Good questions might include

Do I have arthritis? (Other illnesses can cause joint pain.)

What kind of arthritis do I have? What makes you suspect this type of arthritis?

What is the treatment plan?

If this treatment plan doesn't work, what will be the next step?

Is there anything I can do at home that will help--diet, applications of heat or ice, exercise, rest, weight loss?

If they aren't ordered, would there be any benefit to getting x-rays, trying physical therapy?

If you are prescribed medication, you might ask what the possible side effects are and what to do if you experience them. I also ask what to do if I forget a medication. Can I take it late? How late? Should I wait for the next dose?

If it's a possibility, can I get pregnant while I am taking this medication?

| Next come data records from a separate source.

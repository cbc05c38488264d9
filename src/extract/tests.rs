//! Tests for extraction module

use super::*;
use crate::error::Error;
use crate::pagination::PageToken;
use crate::source::RawPage;
use pretty_assertions::assert_eq;
use serde_json::json;

const RESULTS_HTML: &str = r#"
<html><body>
  <div class="result">
    <h3>  First
        result </h3>
    <a href="/item/1">open</a>
    <span class="tag">rust</span><span class="tag">web</span>
    <div class="meta">Cited by 42</div>
  </div>
  <div class="result">
    <h3>Second result</h3>
    <a href="https://other.example.org/2">open</a>
  </div>
</body></html>
"#;

fn html_page(body: &str) -> RawPage {
    RawPage::new(PageToken::page(1), body).with_url("https://www.example.net/search?page=1")
}

fn json_page(body: serde_json::Value) -> RawPage {
    RawPage::new(PageToken::first_cursor(), body.to_string())
}

fn record(value: serde_json::Value) -> Record {
    match value {
        serde_json::Value::Object(map) => map,
        other => panic!("not an object: {other}"),
    }
}

// ============================================================================
// CSS Extractor Tests
// ============================================================================

#[test]
fn test_css_extractor_reads_text_and_absolute_links() {
    let extractor = CssExtractor::new(
        ".result",
        vec![
            FieldSpec::text("title", "h3"),
            FieldSpec::attr("link", "a", "href").absolute(),
        ],
    )
    .unwrap();

    let records = extractor.extract(&html_page(RESULTS_HTML)).unwrap();

    assert_eq!(
        records,
        vec![
            record(json!({"title": "First result", "link": "https://www.example.net/item/1"})),
            record(json!({"title": "Second result", "link": "https://other.example.org/2"})),
        ]
    );
}

#[test]
fn test_css_extractor_missing_optional_field_is_null() {
    let extractor =
        CssExtractor::new(".result", vec![FieldSpec::text("meta", ".meta")]).unwrap();

    let records = extractor.extract(&html_page(RESULTS_HTML)).unwrap();
    assert_eq!(records.len(), 2);
    assert_eq!(records[0]["meta"], json!("Cited by 42"));
    assert_eq!(records[1]["meta"], json!(null));
}

#[test]
fn test_css_extractor_missing_required_field_is_mismatch() {
    let extractor =
        CssExtractor::new(".result", vec![FieldSpec::text("meta", ".meta").required()]).unwrap();

    let err = extractor.extract(&html_page(RESULTS_HTML)).unwrap_err();
    assert!(matches!(err, Error::ExtractionMismatch { .. }));
    assert!(err.to_string().contains("meta"));
}

#[test]
fn test_css_extractor_multiple_collects_array() {
    let extractor =
        CssExtractor::new(".result", vec![FieldSpec::text("tags", ".tag").multiple()]).unwrap();

    let records = extractor.extract(&html_page(RESULTS_HTML)).unwrap();
    assert_eq!(records[0]["tags"], json!(["rust", "web"]));
    assert_eq!(records[1]["tags"], json!([]));
}

#[test]
fn test_css_extractor_pattern_uses_first_group() {
    let extractor = CssExtractor::new(
        ".result",
        vec![FieldSpec::text("cited_by", ".meta").pattern(r"Cited by (\d+)")],
    )
    .unwrap();

    let records = extractor.extract(&html_page(RESULTS_HTML)).unwrap();
    assert_eq!(records[0]["cited_by"], json!("42"));
}

#[test]
fn test_css_extractor_field_without_selector_reads_item() {
    let html = r#"<ul><li data-id="a1"> one </li><li data-id="a2">two</li></ul>"#;
    let mut id = FieldSpec::attr("id", "li", "data-id");
    id.selector = None;
    let mut text = FieldSpec::text("text", "li");
    text.selector = None;

    let extractor = CssExtractor::new("li", vec![id, text]).unwrap();
    let records = extractor.extract(&html_page(html)).unwrap();

    assert_eq!(
        records,
        vec![
            record(json!({"id": "a1", "text": "one"})),
            record(json!({"id": "a2", "text": "two"})),
        ]
    );
}

#[test]
fn test_css_extractor_uses_base_url_when_page_has_none() {
    let fields = vec![FieldSpec::attr("link", "a", "href").absolute()];
    let extractor = CssExtractor::new(".result", fields)
        .unwrap()
        .with_base_url("https://mirror.example.net/")
        .unwrap();

    let page = RawPage::new(PageToken::page(1), RESULTS_HTML);
    let records = extractor.extract(&page).unwrap();
    assert_eq!(records[0]["link"], json!("https://mirror.example.net/item/1"));
}

#[test]
fn test_css_extractor_no_items_is_empty_not_error() {
    let extractor = CssExtractor::new(".result", vec![FieldSpec::text("title", "h3")]).unwrap();
    let records = extractor
        .extract(&html_page("<html><body><p>nothing here</p></body></html>"))
        .unwrap();
    assert!(records.is_empty());
}

#[test]
fn test_css_extractor_invalid_selector() {
    let err = CssExtractor::new("div[", vec![FieldSpec::text("title", "h3")]).unwrap_err();
    assert!(matches!(err, Error::Selector { .. }));
}

#[test]
fn test_css_extractor_requires_fields() {
    let err = CssExtractor::new(".result", vec![]).unwrap_err();
    assert!(matches!(err, Error::Config { .. }));
}

#[test]
fn test_field_spec_deserialize_defaults() {
    let spec: FieldSpec = serde_yaml::from_str("name: title\nselector: h3\n").unwrap();
    assert_eq!(spec, FieldSpec::text("title", "h3"));
}

// ============================================================================
// Regex Extractor Tests
// ============================================================================

#[test]
fn test_regex_extractor_named_groups() {
    let extractor =
        RegexExtractor::new(r#"<a href="(?P<link>[^"]+)">(?P<title>[^<]*)</a>"#).unwrap();
    let page = html_page(r#"<a href="/a">Alpha</a> <a href="/b"> </a>"#);

    let records = extractor.extract(&page).unwrap();
    assert_eq!(
        records,
        vec![
            record(json!({"link": "/a", "title": "Alpha"})),
            record(json!({"link": "/b", "title": null})),
        ]
    );
}

#[test]
fn test_regex_extractor_requires_named_group() {
    let err = RegexExtractor::new(r"(\d+)").unwrap_err();
    assert!(matches!(err, Error::InvalidConfigValue { .. }));
}

#[test]
fn test_regex_extractor_invalid_pattern() {
    let err = RegexExtractor::new(r"(?P<x>[").unwrap_err();
    assert!(matches!(err, Error::Pattern(_)));
}

// ============================================================================
// JSON Extractor Tests
// ============================================================================

#[test]
fn test_json_extractor_record_path() {
    let extractor = JsonExtractor::new(Some("data.items".to_string()));
    let page = json_page(json!({"data": {"items": [{"id": 1}, {"id": 2}]}}));

    let records = extractor.extract(&page).unwrap();
    assert_eq!(records, vec![record(json!({"id": 1})), record(json!({"id": 2}))]);
}

#[test]
fn test_json_extractor_projects_fields() {
    let extractor = JsonExtractor::new(Some("$.organic_results".to_string()))
        .with_field("title", "title")
        .with_field("source", "publication_info.summary");
    let page = json_page(json!({
        "organic_results": [
            {"title": "A", "publication_info": {"summary": "Journal A"}},
            {"title": "B"}
        ]
    }));

    let records = extractor.extract(&page).unwrap();
    assert_eq!(
        records,
        vec![
            record(json!({"title": "A", "source": "Journal A"})),
            record(json!({"title": "B", "source": null})),
        ]
    );
}

#[test]
fn test_json_extractor_missing_path_is_empty() {
    let extractor = JsonExtractor::new(Some("images_results".to_string()));
    let records = extractor.extract(&json_page(json!({"error": "no results"}))).unwrap();
    assert!(records.is_empty());
}

#[test]
fn test_json_extractor_wraps_scalars() {
    let extractor = JsonExtractor::new(None);
    let records = extractor.extract(&json_page(json!(["a", "b"]))).unwrap();
    assert_eq!(
        records,
        vec![record(json!({"value": "a"})), record(json!({"value": "b"}))]
    );
}

#[test]
fn test_json_extractor_non_json_is_mismatch() {
    let extractor = JsonExtractor::new(None);
    let err = extractor.extract(&html_page("<html></html>")).unwrap_err();
    assert!(matches!(err, Error::ExtractionMismatch { .. }));
}

// ============================================================================
// Path Tests
// ============================================================================

#[test]
fn test_lookup_path_simple_and_indexed() {
    let value = json!({"data": {"items": [{"id": 1}, {"id": 2}, {"id": 3}]}});

    assert_eq!(lookup_path(&value, "data.items[0].id"), Some(json!(1)));
    assert_eq!(lookup_path(&value, "$.data.items[-1].id"), Some(json!(3)));
    assert_eq!(lookup_path(&value, "data.items[5].id"), None);
    assert_eq!(lookup_path(&value, "data.missing"), None);
    assert_eq!(lookup_path(&value, "$"), Some(value.clone()));
}

#[test]
fn test_lookup_path_wildcard() {
    let value = json!({"items": [{"id": 1}, {"id": 2}]});
    assert_eq!(lookup_path(&value, "$.items[*].id"), Some(json!([1, 2])));
}

#[test]
fn test_select_records_without_path() {
    let value = json!({"id": 1});
    assert_eq!(select_records(&value, None).unwrap(), vec![json!({"id": 1})]);
}

// ============================================================================
// Identity Tests
// ============================================================================

#[test]
fn test_record_identity_field() {
    let identity = RecordIdentity::field("link");
    let a = record(json!({"link": "https://a", "title": "A"}));
    let b = record(json!({"link": "https://a", "title": "A (again)"}));

    assert_eq!(identity.key(&a), identity.key(&b));
    assert_eq!(identity.key(&a), "https://a");
}

#[test]
fn test_record_identity_fields_composite() {
    let identity = RecordIdentity::fields(["journal", "page"]);
    let a = record(json!({"journal": "x", "page": 2}));
    let b = record(json!({"journal": "x", "page": 3}));

    assert_ne!(identity.key(&a), identity.key(&b));
    assert_eq!(identity.key(&a), "x\u{1f}2");
}

#[test]
fn test_record_identity_missing_field_uses_whole_record() {
    let identity = RecordIdentity::field("link");
    let a = record(json!({"title": "A"}));
    let b = record(json!({"title": "B"}));

    assert_ne!(identity.key(&a), identity.key(&b));
    assert_eq!(identity.key(&a), RecordIdentity::Whole.key(&a));
}

#[test]
fn test_record_identity_deserialize() {
    let identity: RecordIdentity = serde_yaml::from_str("type: field\nname: link\n").unwrap();
    assert_eq!(identity, RecordIdentity::field("link"));

    let identity: RecordIdentity = serde_yaml::from_str("type: whole\n").unwrap();
    assert_eq!(identity, RecordIdentity::Whole);
}

#[test]
fn test_closures_implement_traits() {
    let extractor = |page: &RawPage| -> crate::error::Result<Vec<String>> {
        Ok(page.body.split(',').map(str::to_string).collect())
    };
    let identity = |record: &String| record.to_lowercase();

    let page = RawPage::new(PageToken::page(1), "A,b");
    let records = FieldExtractor::extract(&extractor, &page).unwrap();
    assert_eq!(records, vec!["A".to_string(), "b".to_string()]);
    assert_eq!(IdentityKey::key(&identity, &records[0]), "a");
}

Are there any research programs I might be able to participate in?

Is there any reading you can suggest that will help me better understand what's going on with me?

It takes time for you to get to know your rheumy, too. Above all, you need a doc who listens, tries to understand, offers reasonable suggestions for improvement and educates you about your illness and treatment. I hope your first visit goes well! Good luck!

It sounds like you know how the disease works so my questions would be more focused on how the doctor is going to help you manage your symptoms and have a better quality of life. Some doctors treat with steroids, some want you on MTX for an extended period before trying other meds. What are your priorities - make sure they match up with your rheumatologist.

It sounds like you are really prepared. I was in a BAD BAD place when I first saw my rheumatologist - I had a long list of questions and I cried. Good luck to you!